### What the task asks
Report the count of lines in the records below that hold the word "Clone", omitting everything but the number.

#### Dataset ####

use crate::calendar::{DateInterval, DayKey};
use crate::geo::GeoPoint;
use log::warn;
use serde::{Deserialize, Serialize};
use std::collections::HashMap;

/// One raw crime record: a report day plus (possibly missing) coordinates.
///
/// Incidents whose coordinate columns were empty or non-numeric keep a
/// `None` location; they still count toward the histogram but draw no point.
#[derive(Debug, Clone, Serialize, Deserialize)]
pub struct Incident {
    pub reported_on: DayKey,
    pub location: Option<GeoPoint>,
}

/// All incidents reported on one calendar day; empty days keep an empty list.
#[derive(Debug, Clone)]
pub struct DayBucket {
    pub day: DayKey,
    pub incidents: Vec<Incident>,
}

/// Derived per-day count; recomputed whenever bars are drawn, never stored.
#[derive(Debug, Clone, Copy, Serialize)]
pub struct DailyCount {
    pub day: DayKey,
    pub count: usize,
}

/// Complete, gap-free ordered sequence of day buckets over a fixed window.
///
/// Built once at load time and read-only afterwards; repeated interval
/// filters index into the prebuilt buckets instead of rescanning raw rows.
#[derive(Debug, Clone)]
pub struct DailySeries {
    window: DateInterval,
    buckets: Vec<DayBucket>,
    outside_window: usize,
}

impl DailySeries {
    /// Groups incidents by report day, then enumerates the window day by day
    /// in ascending order, synthesizing an empty bucket for absent days.
    ///
    /// Grouping alone guarantees neither calendar order nor coverage of
    /// empty days, so the enumeration pass is what establishes the
    /// one-bucket-per-window-day invariant. Incidents outside the window are
    /// unreachable by the enumeration; they are dropped from the series but
    /// counted rather than silently discarded.
    pub fn build(incidents: Vec<Incident>, window: DateInterval) -> Self {
        let mut groups: HashMap<DayKey, Vec<Incident>> = HashMap::new();
        for incident in incidents {
            groups.entry(incident.reported_on).or_default().push(incident);
        }

        let mut buckets = Vec::with_capacity(window.len_days());
        for day in window.days() {
            let incidents = groups.remove(&day).unwrap_or_default();
            buckets.push(DayBucket { day, incidents });
        }

        let outside_window: usize = groups.values().map(Vec::len).sum();
        if outside_window > 0 {
            warn!(
                "{} incidents fall outside the analysis window {} and were dropped",
                outside_window, window
            );
        }

        Self {
            window,
            buckets,
            outside_window,
        }
    }

    pub fn window(&self) -> DateInterval {
        self.window
    }

    pub fn buckets(&self) -> &[DayBucket] {
        &self.buckets
    }

    pub fn bucket_for(&self, day: DayKey) -> Option<&DayBucket> {
        if !self.window.contains(day) {
            return None;
        }
        let index = day.offset_from(self.window.start()) as usize;
        self.buckets.get(index)
    }

    /// Incidents dropped because their report day misses the window.
    pub fn outside_window(&self) -> usize {
        self.outside_window
    }

    pub fn total_incidents(&self) -> usize {
        self.buckets.iter().map(|bucket| bucket.incidents.len()).sum()
    }

    pub fn daily_counts(&self) -> Vec<DailyCount> {
        self.buckets
            .iter()
            .map(|bucket| DailyCount {
                day: bucket.day,
                count: bucket.incidents.len(),
            })
            .collect()
    }

    /// Maximum single-day count across the whole series. The count axis is
    /// pinned to this value so bar heights stay comparable across filters.
    pub fn max_daily_count(&self) -> usize {
        self.buckets
            .iter()
            .map(|bucket| bucket.incidents.len())
            .max()
            .unwrap_or(0)
    }

    /// Collects the incidents of every bucket whose day falls inside the
    /// closed interval, in calendar order.
    ///
    /// Filters against the prebuilt series, so it inherits the window limits
    /// of the build step; the requested interval is clamped to the window.
    pub fn incidents_in(&self, interval: DateInterval) -> Vec<&Incident> {
        let Some(clamped) = self.window.intersect(interval) else {
            return Vec::new();
        };
        let first = clamped.start().offset_from(self.window.start()) as usize;
        let last = clamped.end().offset_from(self.window.start()) as usize;
        self.buckets[first..=last]
            .iter()
            .flat_map(|bucket| bucket.incidents.iter())
            .collect()
    }
}

#[cfg(test)]
mod tests {
    use super::*;

    fn day(y: i32, m: u32, d: u32) -> DayKey {
        DayKey::from_ymd(y, m, d).unwrap()
    }

    fn incident(y: i32, m: u32, d: u32) -> Incident {
        Incident {
            reported_on: day(y, m, d),
            location: Some(GeoPoint {
                lon: -73.9,
                lat: 40.7,
            }),
        }
    }

    fn three_day_window() -> DateInterval {
        DateInterval::new(day(2006, 1, 1), day(2006, 1, 3))
    }

    #[test]
    fn build_fills_gaps_with_empty_buckets() {
        let series = DailySeries::build(
            vec![incident(2006, 1, 1), incident(2006, 1, 3)],
            three_day_window(),
        );
        let counts: Vec<(String, usize)> = series
            .daily_counts()
            .iter()
            .map(|c| (c.day.format_mdy(), c.count))
            .collect();
        assert_eq!(
            counts,
            [
                ("01/01/2006".to_string(), 1),
                ("01/02/2006".to_string(), 0),
                ("01/03/2006".to_string(), 1),
            ]
        );
    }

    #[test]
    fn build_covers_full_analysis_window() {
        let series = DailySeries::build(Vec::new(), DateInterval::analysis_window());
        assert_eq!(series.buckets().len(), 4018);
        assert_eq!(series.max_daily_count(), 0);
    }

    #[test]
    fn every_in_window_incident_lands_in_its_day_bucket() {
        let series = DailySeries::build(
            vec![
                incident(2006, 1, 2),
                incident(2006, 1, 2),
                incident(2006, 1, 3),
            ],
            three_day_window(),
        );
        assert_eq!(series.bucket_for(day(2006, 1, 2)).unwrap().incidents.len(), 2);
        assert_eq!(series.bucket_for(day(2006, 1, 3)).unwrap().incidents.len(), 1);
        assert_eq!(series.total_incidents(), 3);
    }

    #[test]
    fn full_window_filter_is_identity_over_incident_set() {
        let series = DailySeries::build(
            vec![incident(2006, 1, 1), incident(2006, 1, 3)],
            three_day_window(),
        );
        let filtered = series.incidents_in(series.window());
        assert_eq!(filtered.len(), 2);
    }

    #[test]
    fn single_day_filter_returns_exactly_that_day() {
        let series = DailySeries::build(
            vec![incident(2006, 1, 1), incident(2006, 1, 3)],
            three_day_window(),
        );
        let empty_day = series.incidents_in(DateInterval::single_day(day(2006, 1, 2)));
        assert!(empty_day.is_empty());
        let first_day = series.incidents_in(DateInterval::single_day(day(2006, 1, 1)));
        assert_eq!(first_day.len(), 1);
        assert_eq!(first_day[0].reported_on, day(2006, 1, 1));
    }

    #[test]
    fn out_of_window_incidents_are_dropped_and_counted() {
        let series = DailySeries::build(
            vec![incident(2005, 12, 31), incident(2006, 1, 1)],
            three_day_window(),
        );
        assert_eq!(series.total_incidents(), 1);
        assert_eq!(series.outside_window(), 1);
    }

    #[test]
    fn filter_clamps_interval_to_window() {
        let series = DailySeries::build(vec![incident(2006, 1, 1)], three_day_window());
        let wide = DateInterval::new(day(2005, 6, 1), day(2007, 6, 1));
        assert_eq!(series.incidents_in(wide).len(), 1);
        let disjoint = DateInterval::new(day(2009, 1, 1), day(2009, 1, 5));
        assert!(series.incidents_in(disjoint).is_empty());
    }
}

####

### Exercise response
4